EXERCISE INPUTS:
//! Core state for the show: the act orchestrator and each module it drives.
//! Everything here is plain Rust so it runs under host `cargo test`.

pub mod catch;
pub mod completion;
pub mod curtain;
pub mod effects;
pub mod finale;
pub mod gate;
pub mod matching;
pub mod puzzle;
pub mod show;

pub use catch::{CatchAction, CatchGame, FinishReason};
pub use completion::CompletionLatch;
pub use curtain::{Curtain, CurtainCue, CurtainPhase};
pub use finale::Finale;
pub use gate::{GateAction, GateFeedback, GatePhase, PinGate};
pub use matching::{MatchAction, MatchBoard};
pub use puzzle::{PieceId, PieceStatus, PuzzleAction, PuzzleBoard};
pub use show::{Act, LayoutMode, Scene, ShowAction, ShowState, Stage};
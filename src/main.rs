use opening_night::components::App;

fn main() {
    yew::Renderer::<App>::new().render();
}
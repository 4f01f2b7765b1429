pub mod app;
pub mod catch;
pub mod effects;
pub mod finale;
pub mod gate;
pub mod matching;
pub mod opening;
pub mod puzzle;

pub use app::App;
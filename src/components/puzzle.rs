use gloo::timers::callback::Timeout;
use std::cell::RefCell;
use std::rc::Rc;
use web_sys::{DragEvent, TouchEvent};
use yew::prelude::*;

use crate::config::{PUZZLE_PIECE_FOLDER, Timings};
use crate::model::puzzle::PIECE_COUNT;
use crate::model::{PieceId, PieceStatus, PuzzleAction, PuzzleBoard};
use crate::state::{TouchDrag, TouchRelease};
use crate::util::clog;

#[derive(Properties, PartialEq, Clone)]
pub struct PuzzleSceneProps {
    pub timings: Timings,
    pub on_complete: Callback<()>,
    #[prop_or(AttrValue::Static(PUZZLE_PIECE_FOLDER))]
    pub piece_folder: AttrValue,
}

/// Where a touch drag was released.
enum DropTarget {
    Slot(usize),
    Bank,
}

fn touch_point(e: &TouchEvent) -> Option<(f64, f64)> {
    let t = e.touches().item(0).or_else(|| e.changed_touches().item(0))?;
    Some((t.client_x() as f64, t.client_y() as f64))
}

/// Hit-tests the viewport point under a released touch.
fn drop_target_at(x: f64, y: f64) -> Option<DropTarget> {
    let document = web_sys::window()?.document()?;
    let hit = document.element_from_point(x as f32, y as f32)?;
    if let Ok(Some(slot)) = hit.closest("[data-slot]") {
        let index = slot.get_attribute("data-slot")?.parse::<usize>().ok()?;
        return Some(DropTarget::Slot(index));
    }
    match hit.closest(".puzzle-bank") {
        Ok(Some(_)) => Some(DropTarget::Bank),
        _ => None,
    }
}

struct PieceCtx {
    board: UseReducerHandle<PuzzleBoard>,
    touch: Rc<RefCell<TouchDrag>>,
    touch_offset: UseStateHandle<Option<(PieceId, f64, f64)>>,
    folder: AttrValue,
}

fn piece_view(ctx: &PieceCtx, piece: PieceId) -> Html {
    let board = &ctx.board;
    let status = board.status(piece);
    let selected = board.selected == Some(piece);
    let dragging = board.dragging == Some(piece);
    let status_class = match status {
        PieceStatus::Banked => "banked",
        PieceStatus::Correct => "correct",
        PieceStatus::Misplaced => "misplaced",
    };
    let follow = match *ctx.touch_offset {
        Some((p, dx, dy)) if p == piece => {
            format!("transform:translate({:.0}px, {:.0}px); pointer-events:none; z-index:20;", dx, dy)
        }
        _ => String::new(),
    };

    let on_drag_start = {
        let board = board.clone();
        Callback::from(move |e: DragEvent| {
            if let Some(dt) = e.data_transfer() {
                dt.set_effect_allowed("move");
                let _ = dt.set_data("text/plain", &piece.0.to_string());
            }
            board.dispatch(PuzzleAction::BeginDrag(piece));
        })
    };
    let on_drag_end = {
        let board = board.clone();
        Callback::from(move |_: DragEvent| board.dispatch(PuzzleAction::CancelDrag))
    };
    let on_click = {
        let board = board.clone();
        Callback::from(move |e: MouseEvent| {
            e.stop_propagation();
            board.dispatch(PuzzleAction::TapPiece(piece));
        })
    };
    let on_touch_start = {
        let touch = ctx.touch.clone();
        Callback::from(move |e: TouchEvent| {
            if let Some((x, y)) = touch_point(&e) {
                touch.borrow_mut().begin(piece, x, y);
            }
        })
    };
    let on_touch_move = {
        let touch = ctx.touch.clone();
        let board = board.clone();
        let touch_offset = ctx.touch_offset.clone();
        Callback::from(move |e: TouchEvent| {
            let Some((x, y)) = touch_point(&e) else {
                return;
            };
            let mut t = touch.borrow_mut();
            if t.piece != Some(piece) {
                return;
            }
            let was_moving = t.moved;
            t.update(x, y);
            if t.moved {
                if !was_moving {
                    board.dispatch(PuzzleAction::BeginDrag(piece));
                }
                let (dx, dy) = t.offset();
                touch_offset.set(Some((piece, dx, dy)));
            }
        })
    };
    let on_touch_end = {
        let touch = ctx.touch.clone();
        let board = board.clone();
        let touch_offset = ctx.touch_offset.clone();
        Callback::from(move |e: TouchEvent| {
            // suppress the emulated click that follows a touch
            e.prevent_default();
            touch_offset.set(None);
            let Some(release) = touch.borrow_mut().release() else {
                return;
            };
            match release {
                TouchRelease::Tap(p) => board.dispatch(PuzzleAction::TapPiece(p)),
                TouchRelease::Drop { x, y, .. } => match drop_target_at(x, y) {
                    Some(DropTarget::Slot(slot)) => board.dispatch(PuzzleAction::DropOnSlot(slot)),
                    Some(DropTarget::Bank) => board.dispatch(PuzzleAction::DropOnBank),
                    None => board.dispatch(PuzzleAction::CancelDrag),
                },
            }
        })
    };
    let on_touch_cancel = {
        let touch = ctx.touch.clone();
        let board = board.clone();
        let touch_offset = ctx.touch_offset.clone();
        Callback::from(move |_: TouchEvent| {
            touch.borrow_mut().cancel();
            touch_offset.set(None);
            board.dispatch(PuzzleAction::CancelDrag);
        })
    };

    html! {
        <div
            key={piece.0}
            class={classes!(
                "puzzle-piece",
                status_class,
                selected.then_some("selected"),
                dragging.then_some("dragging")
            )}
            draggable="true"
            data-piece={piece.0.to_string()}
            style={follow}
            ondragstart={on_drag_start}
            ondragend={on_drag_end}
            onclick={on_click}
            ontouchstart={on_touch_start}
            ontouchmove={on_touch_move}
            ontouchend={on_touch_end}
            ontouchcancel={on_touch_cancel}
        >
            <img src={piece.image_path(&ctx.folder)} draggable="false" alt={format!("piece {}", piece.0 + 1)} />
        </div>
    }
}

#[function_component(PuzzleScene)]
pub fn puzzle_scene(props: &PuzzleSceneProps) -> Html {
    let board = use_reducer(|| PuzzleBoard::new(&mut rand::thread_rng()));
    let touch = use_mut_ref(TouchDrag::default);
    let touch_offset = use_state(|| None::<(PieceId, f64, f64)>);
    let hover_slot = use_state(|| None::<usize>);
    let hover_bank = use_state(|| false);

    // Completion, after the celebration pulse
    {
        let on_complete = props.on_complete.clone();
        let delay = props.timings.puzzle_celebrate_ms;
        use_effect_with(board.completion_fired(), move |fired| {
            let handle = if *fired {
                clog("puzzle: solved");
                Some(Timeout::new(delay, move || on_complete.emit(())))
            } else {
                None
            };
            move || drop(handle)
        });
    }

    let ctx = PieceCtx {
        board: board.clone(),
        touch: touch.clone(),
        touch_offset: touch_offset.clone(),
        folder: props.piece_folder.clone(),
    };

    let slots = (0..PIECE_COUNT).map(|slot| {
        let on_drag_over = {
            let hover_slot = hover_slot.clone();
            Callback::from(move |e: DragEvent| {
                e.prevent_default();
                if *hover_slot != Some(slot) {
                    hover_slot.set(Some(slot));
                }
            })
        };
        let on_drag_leave = {
            let hover_slot = hover_slot.clone();
            Callback::from(move |_: DragEvent| hover_slot.set(None))
        };
        let on_drop = {
            let hover_slot = hover_slot.clone();
            let board = board.clone();
            Callback::from(move |e: DragEvent| {
                e.prevent_default();
                hover_slot.set(None);
                board.dispatch(PuzzleAction::DropOnSlot(slot));
            })
        };
        let on_click = {
            let board = board.clone();
            Callback::from(move |_: MouseEvent| board.dispatch(PuzzleAction::TapSlot(slot)))
        };
        let occupant = board.occupant(slot);
        let highlight = *hover_slot == Some(slot) && occupant.is_none();
        html! {
            <div
                key={slot}
                class={classes!("puzzle-slot", highlight.then_some("drop-hover"))}
                data-slot={slot.to_string()}
                ondragover={on_drag_over}
                ondragleave={on_drag_leave}
                ondrop={on_drop}
                onclick={on_click}
            >
                { occupant.map(|p| piece_view(&ctx, p)).unwrap_or_default() }
            </div>
        }
    });

    let on_bank_over = {
        let hover_bank = hover_bank.clone();
        Callback::from(move |e: DragEvent| {
            e.prevent_default();
            if !*hover_bank {
                hover_bank.set(true);
            }
        })
    };
    let on_bank_leave = {
        let hover_bank = hover_bank.clone();
        Callback::from(move |_: DragEvent| hover_bank.set(false))
    };
    let on_bank_drop = {
        let hover_bank = hover_bank.clone();
        let board = board.clone();
        Callback::from(move |e: DragEvent| {
            e.prevent_default();
            hover_bank.set(false);
            board.dispatch(PuzzleAction::DropOnBank);
        })
    };
    let on_bank_click = {
        let board = board.clone();
        Callback::from(move |_: MouseEvent| board.dispatch(PuzzleAction::TapBank))
    };
    let on_reset = {
        let board = board.clone();
        let touch = touch.clone();
        let touch_offset = touch_offset.clone();
        Callback::from(move |_: MouseEvent| {
            touch.borrow_mut().cancel();
            touch_offset.set(None);
            board.dispatch(PuzzleAction::Reset);
        })
    };

    let solved = board.completion_fired() && board.is_solved();
    html! {
        <>
            <div class={classes!("puzzle-board", solved.then_some("solved"))}>
                { for slots }
            </div>
            <button class="puzzle-reset" onclick={on_reset}>{"Reset Puzzle"}</button>
            <div
                class={classes!("puzzle-bank", (*hover_bank).then_some("drop-hover"))}
                ondragover={on_bank_over}
                ondragleave={on_bank_leave}
                ondrop={on_bank_drop}
                onclick={on_bank_click}
            >
                { for board.bank().iter().map(|p| piece_view(&ctx, *p)) }
            </div>
            <div class="puzzle-hint">
                { format!("{} / {} placed", board.placed_count(), PIECE_COUNT) }
            </div>
        </>
    }
}
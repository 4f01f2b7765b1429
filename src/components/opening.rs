use gloo::timers::callback::Timeout;
use std::rc::Rc;
use yew::prelude::*;

use super::effects::ParticleBurst;
use crate::config::Timings;
use crate::model::effects::{Particle, sparkle_burst};
use crate::model::{Curtain, CurtainCue};
use crate::util::{anchor_or_log, clog, element_center};

#[derive(Properties, PartialEq, Clone)]
pub struct CurtainOverlayProps {
    pub open: bool,
    pub shaking: bool,
}

#[function_component(CurtainOverlay)]
pub fn curtain_overlay(props: &CurtainOverlayProps) -> Html {
    html! {
        <div id="curtain-overlay" class={classes!(props.open.then_some("curtain-open"))}>
            <div class={classes!("curtain", "left", props.shaking.then_some("shake"))}></div>
            <div class={classes!("curtain", "right", props.shaking.then_some("shake"))}></div>
        </div>
    }
}

#[derive(Properties, PartialEq, Clone)]
pub struct OpeningActProps {
    pub timings: Timings,
    pub on_shake: Callback<bool>,
    pub on_open: Callback<()>,
    /// Fires once, after the curtain has started opening.
    pub on_start: Callback<()>,
}

#[function_component(OpeningAct)]
pub fn opening_act(props: &OpeningActProps) -> Html {
    let curtain = use_mut_ref(Curtain::default);
    let cue_timers = use_mut_ref(Vec::<Timeout>::new);
    let force = use_force_update();
    let title_in = use_state(|| false);
    let subtitle_in = use_state(|| false);
    let sparkles = use_state(|| None::<Rc<Vec<Particle>>>);
    let button_ref = use_node_ref();

    // Entrance fades
    {
        let title_in = title_in.clone();
        let subtitle_in = subtitle_in.clone();
        let t = props.timings;
        use_effect_with((), move |_| {
            let title = Timeout::new(t.title_fade_ms, move || title_in.set(true));
            let subtitle = Timeout::new(t.subtitle_fade_ms, move || subtitle_in.set(true));
            move || {
                drop(title);
                drop(subtitle);
            }
        });
    }

    let on_click = {
        let curtain = curtain.clone();
        let cue_timers = cue_timers.clone();
        let force = force.clone();
        let sparkles = sparkles.clone();
        let button_ref = button_ref.clone();
        let props = props.clone();
        Callback::from(move |_: MouseEvent| {
            let Some(cues) = curtain.borrow_mut().start(&props.timings) else {
                return;
            };
            clog("curtain: start");
            if let Some(btn) = anchor_or_log::<web_sys::Element>(&button_ref, "startBtn", "curtain") {
                let (x, y) = element_center(&btn);
                sparkles.set(Some(Rc::new(sparkle_burst(&mut rand::thread_rng(), x, y))));
            }
            props.on_shake.emit(true);
            force.force_update();

            let mut timers = cue_timers.borrow_mut();
            for cue in cues {
                let curtain = curtain.clone();
                let force = force.clone();
                let props = props.clone();
                timers.push(Timeout::new(cue.at_ms(), move || {
                    let signal = curtain.borrow_mut().apply(cue);
                    force.force_update();
                    match cue {
                        CurtainCue::EndShake { .. } => props.on_shake.emit(false),
                        CurtainCue::Open { .. } => props.on_open.emit(()),
                        CurtainCue::Signal { .. } => {
                            if signal {
                                clog("curtain: signal");
                                props.on_start.emit(());
                            }
                        }
                    }
                }));
            }
        })
    };

    let enabled = curtain.borrow().button_enabled();
    let fade = |shown: bool| {
        if shown {
            "opacity:1; transform:translateY(0); transition:all 0.8s ease;"
        } else {
            "opacity:0; transform:translateY(12px);"
        }
    };

    html! {
        <div class="stage">
            <h1 class="title" style={fade(*title_in)}>
                {"Tonight's Feature"}<br/>
                <span class="subtitle" style={fade(*subtitle_in)}>{"A Play About Us"}</span>
            </h1>
            <button
                id="startBtn"
                ref={button_ref}
                class={classes!("playbill", enabled.then_some("pulse"))}
                disabled={!enabled}
                onclick={on_click}
            >
                {"Start the Show"}
            </button>
            {
                if let Some(particles) = &*sparkles {
                    html! { <ParticleBurst particles={particles.clone()} life_ms={props.timings.sparkle_life_ms} /> }
                } else {
                    html! {}
                }
            }
        </div>
    }
}
//! PIN-locked letter reveal for Act III.

use serde::{Deserialize, Serialize};
use std::rc::Rc;
use yew::Reducible;

use crate::config::{PIN_CODE, PIN_LENGTH};

#[derive(Clone, Copy, Debug, PartialEq, Eq, Serialize, Deserialize)]
pub enum GatePhase {
    Locked,
    Unlocked,
    Finished,
}

/// Inline message shown under the keypad.
#[derive(Clone, Copy, Debug, PartialEq, Eq, Serialize, Deserialize)]
pub enum GateFeedback {
    Incomplete,
    Incorrect,
}

impl GateFeedback {
    pub fn message(self) -> &'static str {
        match self {
            GateFeedback::Incomplete => "Please enter all 5 digits.",
            GateFeedback::Incorrect => "That's not it. Try again!",
        }
    }
}

#[derive(Clone, Copy, Debug, PartialEq, Eq, Serialize, Deserialize)]
pub enum SubmitOutcome {
    Ignored,
    Incomplete,
    Incorrect,
    Unlocked,
}

#[derive(Clone, Debug, PartialEq, Serialize, Deserialize)]
pub struct PinGate {
    code: String,
    buffer: String,
    phase: GatePhase,
    feedback: Option<GateFeedback>,
    /// The gate was left through skip rather than the letter.
    skipped: bool,
}

impl Default for PinGate {
    fn default() -> Self {
        Self::new(PIN_CODE)
    }
}

impl PinGate {
    pub fn new(code: &str) -> Self {
        Self {
            code: code.to_string(),
            buffer: String::new(),
            phase: GatePhase::Locked,
            feedback: None,
            skipped: false,
        }
    }

    pub fn phase(&self) -> GatePhase {
        self.phase
    }

    pub fn buffer(&self) -> &str {
        &self.buffer
    }

    pub fn feedback(&self) -> Option<GateFeedback> {
        self.feedback
    }

    pub fn skipped(&self) -> bool {
        self.skipped
    }

    /// Filled/empty dots for the entry display.
    pub fn mask(&self) -> String {
        let filled = self.buffer.chars().count().min(PIN_LENGTH);
        "●".repeat(filled) + &"○".repeat(PIN_LENGTH - filled)
    }

    pub fn press_digit(&mut self, digit: char) -> bool {
        if self.phase != GatePhase::Locked
            || !digit.is_ascii_digit()
            || self.buffer.len() >= PIN_LENGTH
        {
            return false;
        }
        self.buffer.push(digit);
        self.feedback = None;
        true
    }

    pub fn clear(&mut self) -> bool {
        if self.phase != GatePhase::Locked || (self.buffer.is_empty() && self.feedback.is_none()) {
            return false;
        }
        self.buffer.clear();
        self.feedback = None;
        true
    }

    pub fn submit(&mut self) -> SubmitOutcome {
        if self.phase != GatePhase::Locked {
            return SubmitOutcome::Ignored;
        }
        if self.buffer.len() < PIN_LENGTH {
            self.feedback = Some(GateFeedback::Incomplete);
            return SubmitOutcome::Incomplete;
        }
        if self.buffer != self.code {
            self.buffer.clear();
            self.feedback = Some(GateFeedback::Incorrect);
            return SubmitOutcome::Incorrect;
        }
        self.buffer.clear();
        self.feedback = None;
        self.phase = GatePhase::Unlocked;
        SubmitOutcome::Unlocked
    }

    /// Leaves the gate without unlocking. Allowed only while locked.
    pub fn skip(&mut self) -> bool {
        if self.phase != GatePhase::Locked {
            return false;
        }
        self.skipped = true;
        self.phase = GatePhase::Finished;
        true
    }

    /// Acknowledges the revealed letter.
    pub fn finish(&mut self) -> bool {
        if self.phase != GatePhase::Unlocked {
            return false;
        }
        self.phase = GatePhase::Finished;
        true
    }
}

#[derive(Clone, Debug, PartialEq)]
pub enum GateAction {
    Digit(char),
    Clear,
    Submit,
    Skip,
    Finish,
}

impl Reducible for PinGate {
    type Action = GateAction;

    fn reduce(self: Rc<Self>, action: Self::Action) -> Rc<Self> {
        let mut new = (*self).clone();
        let changed = match action {
            GateAction::Digit(d) => new.press_digit(d),
            GateAction::Clear => new.clear(),
            GateAction::Submit => new.submit() != SubmitOutcome::Ignored,
            GateAction::Skip => new.skip(),
            GateAction::Finish => new.finish(),
        };
        if !changed {
            return self;
        }
        Rc::new(new)
    }
}

#[cfg(test)]
mod tests {
    use super::*;

    fn enter(gate: &mut PinGate, digits: &str) {
        for d in digits.chars() {
            gate.press_digit(d);
        }
    }

    #[test]
    fn correct_code_unlocks() {
        let mut g = PinGate::default();
        enter(&mut g, "26201");
        assert_eq!(g.submit(), SubmitOutcome::Unlocked);
        assert_eq!(g.phase(), GatePhase::Unlocked);
        assert_eq!(g.feedback(), None);
    }

    #[test]
    fn wrong_code_resets_buffer_with_error() {
        let mut g = PinGate::default();
        enter(&mut g, "12345");
        assert_eq!(g.submit(), SubmitOutcome::Incorrect);
        assert_eq!(g.buffer(), "");
        assert_eq!(g.feedback(), Some(GateFeedback::Incorrect));
        assert_eq!(g.phase(), GatePhase::Locked);
    }

    #[test]
    fn short_entry_keeps_buffer() {
        let mut g = PinGate::default();
        enter(&mut g, "262");
        assert_eq!(g.submit(), SubmitOutcome::Incomplete);
        assert_eq!(g.buffer(), "262");
        assert_eq!(g.feedback(), Some(GateFeedback::Incomplete));
        assert_ne!(GateFeedback::Incomplete.message(), GateFeedback::Incorrect.message());
    }

    #[test]
    fn buffer_is_bounded_to_five_digits() {
        let mut g = PinGate::default();
        enter(&mut g, "2620199");
        assert_eq!(g.buffer(), "26201");
        assert!(!g.press_digit('x'));
        assert_eq!(g.mask(), "●●●●●");
    }

    #[test]
    fn typing_after_error_clears_feedback() {
        let mut g = PinGate::default();
        g.submit();
        assert!(g.feedback().is_some());
        g.press_digit('1');
        assert_eq!(g.feedback(), None);
        assert_eq!(g.mask(), "●○○○○");
    }

    #[test]
    fn clear_empties_buffer() {
        let mut g = PinGate::default();
        enter(&mut g, "26");
        assert!(g.clear());
        assert_eq!(g.buffer(), "");
        assert!(!g.clear());
    }

    #[test]
    fn skip_finishes_without_unlocking() {
        let mut g = PinGate::default();
        enter(&mut g, "1");
        assert!(g.skip());
        assert_eq!(g.phase(), GatePhase::Finished);
        assert!(g.skipped());
        assert!(!g.finish());
        assert!(!g.skip());
    }

    #[test]
    fn finish_requires_unlock() {
        let mut g = PinGate::default();
        assert!(!g.finish());
        enter(&mut g, "26201");
        g.submit();
        assert!(!g.press_digit('1'));
        assert!(g.finish());
        assert_eq!(g.phase(), GatePhase::Finished);
        assert!(!g.finish());
        assert_eq!(g.submit(), SubmitOutcome::Ignored);
    }
}
//! Concentration game over four symbol pairs.

use rand::Rng;
use rand::seq::SliceRandom;
use serde::{Deserialize, Serialize};
use std::rc::Rc;
use yew::Reducible;

use super::completion::CompletionLatch;

pub const SYMBOLS: [&str; 4] = ["🐶", "🐱", "🦊", "💖"];
pub const FACE_DOWN: &str = "❓";

#[derive(Clone, Debug, PartialEq, Eq, Serialize)]
pub struct Card {
    pub symbol: &'static str,
    pub face_up: bool,
    pub matched: bool,
}

impl Card {
    fn new(symbol: &'static str) -> Self {
        Self {
            symbol,
            face_up: false,
            matched: false,
        }
    }

    pub fn label(&self) -> &'static str {
        if self.face_up || self.matched {
            self.symbol
        } else {
            FACE_DOWN
        }
    }
}

#[derive(Clone, Copy, Debug, PartialEq, Eq, Serialize, Deserialize)]
pub enum FlipOutcome {
    Ignored,
    Revealed,
    Matched { completed: bool },
    Mismatched { first: usize, second: usize },
}

#[derive(Clone, Debug, PartialEq, Serialize)]
pub struct MatchBoard {
    cards: Vec<Card>,
    first: Option<usize>,
    /// Mismatched pair waiting to be turned face-down; input is locked
    /// while this is set.
    pending: Option<(usize, usize)>,
    latch: CompletionLatch,
}

impl MatchBoard {
    pub fn new<R: Rng + ?Sized>(rng: &mut R) -> Self {
        let mut symbols: Vec<&'static str> = SYMBOLS.iter().chain(SYMBOLS.iter()).copied().collect();
        symbols.shuffle(rng);
        Self::from_symbols(symbols)
    }

    pub fn from_symbols(symbols: Vec<&'static str>) -> Self {
        Self {
            cards: symbols.into_iter().map(Card::new).collect(),
            first: None,
            pending: None,
            latch: CompletionLatch::default(),
        }
    }

    pub fn cards(&self) -> &[Card] {
        &self.cards
    }

    pub fn is_locked(&self) -> bool {
        self.pending.is_some()
    }

    pub fn pending(&self) -> Option<(usize, usize)> {
        self.pending
    }

    pub fn matched_count(&self) -> usize {
        self.cards.iter().filter(|c| c.matched).count()
    }

    pub fn all_matched(&self) -> bool {
        !self.cards.is_empty() && self.cards.iter().all(|c| c.matched)
    }

    pub fn completion_fired(&self) -> bool {
        self.latch.has_fired()
    }

    pub fn flip(&mut self, idx: usize) -> FlipOutcome {
        if self.is_locked() {
            return FlipOutcome::Ignored;
        }
        let Some(card) = self.cards.get(idx) else {
            return FlipOutcome::Ignored;
        };
        if card.matched || self.first == Some(idx) {
            return FlipOutcome::Ignored;
        }
        self.cards[idx].face_up = true;
        let Some(first) = self.first.take() else {
            self.first = Some(idx);
            return FlipOutcome::Revealed;
        };
        if self.cards[first].symbol == self.cards[idx].symbol {
            self.cards[first].matched = true;
            self.cards[idx].matched = true;
            let completed = self.all_matched() && self.latch.fire();
            FlipOutcome::Matched { completed }
        } else {
            self.pending = Some((first, idx));
            FlipOutcome::Mismatched { first, second: idx }
        }
    }

    /// Turns a mismatched pair face-down and unlocks input. A pair that is
    /// no longer pending is ignored.
    pub fn settle(&mut self, pair: (usize, usize)) -> bool {
        if self.pending != Some(pair) {
            return false;
        }
        for i in [pair.0, pair.1] {
            if let Some(card) = self.cards.get_mut(i) {
                card.face_up = false;
            }
        }
        self.pending = None;
        true
    }
}

#[derive(Clone, Debug, PartialEq)]
pub enum MatchAction {
    Flip(usize),
    Settle(usize, usize),
}

impl Reducible for MatchBoard {
    type Action = MatchAction;

    fn reduce(self: Rc<Self>, action: Self::Action) -> Rc<Self> {
        let mut new = (*self).clone();
        let changed = match action {
            MatchAction::Flip(idx) => new.flip(idx) != FlipOutcome::Ignored,
            MatchAction::Settle(a, b) => new.settle((a, b)),
        };
        if !changed {
            return self;
        }
        Rc::new(new)
    }
}

#[cfg(test)]
mod tests {
    use super::*;
    use rand::SeedableRng;
    use rand::rngs::StdRng;

    // 🐶 🐱 🦊 💖 🐶 🐱 🦊 💖
    fn ordered() -> MatchBoard {
        MatchBoard::from_symbols(SYMBOLS.iter().chain(SYMBOLS.iter()).copied().collect())
    }

    #[test]
    fn shuffled_deck_has_four_pairs() {
        let mut rng = StdRng::seed_from_u64(42);
        let b = MatchBoard::new(&mut rng);
        assert_eq!(b.cards().len(), 8);
        for s in SYMBOLS {
            assert_eq!(b.cards().iter().filter(|c| c.symbol == s).count(), 2);
        }
        assert!(b.cards().iter().all(|c| c.label() == FACE_DOWN));
    }

    #[test]
    fn equal_pair_is_matched_permanently() {
        let mut b = ordered();
        assert_eq!(b.flip(0), FlipOutcome::Revealed);
        assert_eq!(b.flip(4), FlipOutcome::Matched { completed: false });
        assert!(b.cards()[0].matched && b.cards()[4].matched);
        assert_eq!(b.flip(0), FlipOutcome::Ignored);
        assert!(!b.is_locked());
    }

    #[test]
    fn mismatch_locks_until_settled() {
        let mut b = ordered();
        b.flip(0);
        assert_eq!(b.flip(1), FlipOutcome::Mismatched { first: 0, second: 1 });
        assert!(b.is_locked());
        assert_eq!(b.flip(2), FlipOutcome::Ignored);
        assert!(!b.cards()[2].face_up);

        assert!(b.settle((0, 1)));
        assert!(!b.is_locked());
        assert!(!b.cards()[0].face_up && !b.cards()[1].face_up);
        assert_eq!(b.flip(2), FlipOutcome::Revealed);
    }

    #[test]
    fn stale_settle_is_ignored() {
        let mut b = ordered();
        b.flip(0);
        b.flip(1);
        assert!(!b.settle((1, 2)));
        assert!(b.is_locked());
        assert!(b.settle((0, 1)));
        assert!(!b.settle((0, 1)));
    }

    #[test]
    fn same_card_twice_is_ignored() {
        let mut b = ordered();
        b.flip(3);
        assert_eq!(b.flip(3), FlipOutcome::Ignored);
        assert_eq!(b.flip(7), FlipOutcome::Matched { completed: false });
    }

    #[test]
    fn completion_fires_on_last_pair_only_once() {
        let mut b = ordered();
        for i in 0..3 {
            b.flip(i);
            b.flip(i + 4);
        }
        assert!(!b.completion_fired());
        b.flip(3);
        assert_eq!(b.flip(7), FlipOutcome::Matched { completed: true });
        assert!(b.all_matched());
        assert!(b.completion_fired());
        assert_eq!(b.flip(7), FlipOutcome::Ignored);
    }

    #[test]
    fn out_of_range_flip_is_ignored() {
        let mut b = ordered();
        assert_eq!(b.flip(99), FlipOutcome::Ignored);
    }

    #[test]
    fn reducer_skips_rerender_on_ignored_flip() {
        let b = Rc::new(ordered());
        let same = b.clone().reduce(MatchAction::Settle(0, 1));
        assert!(Rc::ptr_eq(&b, &same));
        let next = b.reduce(MatchAction::Flip(0));
        assert!(next.cards()[0].face_up);
    }
}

TASK STATEMENT:
Please go through the data above and copy each line containing the word "draggable".

WORKED SOLUTION:
            draggable="true"
            <img src={piece.image_path(&ctx.folder)} draggable="false" alt={format!("piece {}", piece.0 + 1)} />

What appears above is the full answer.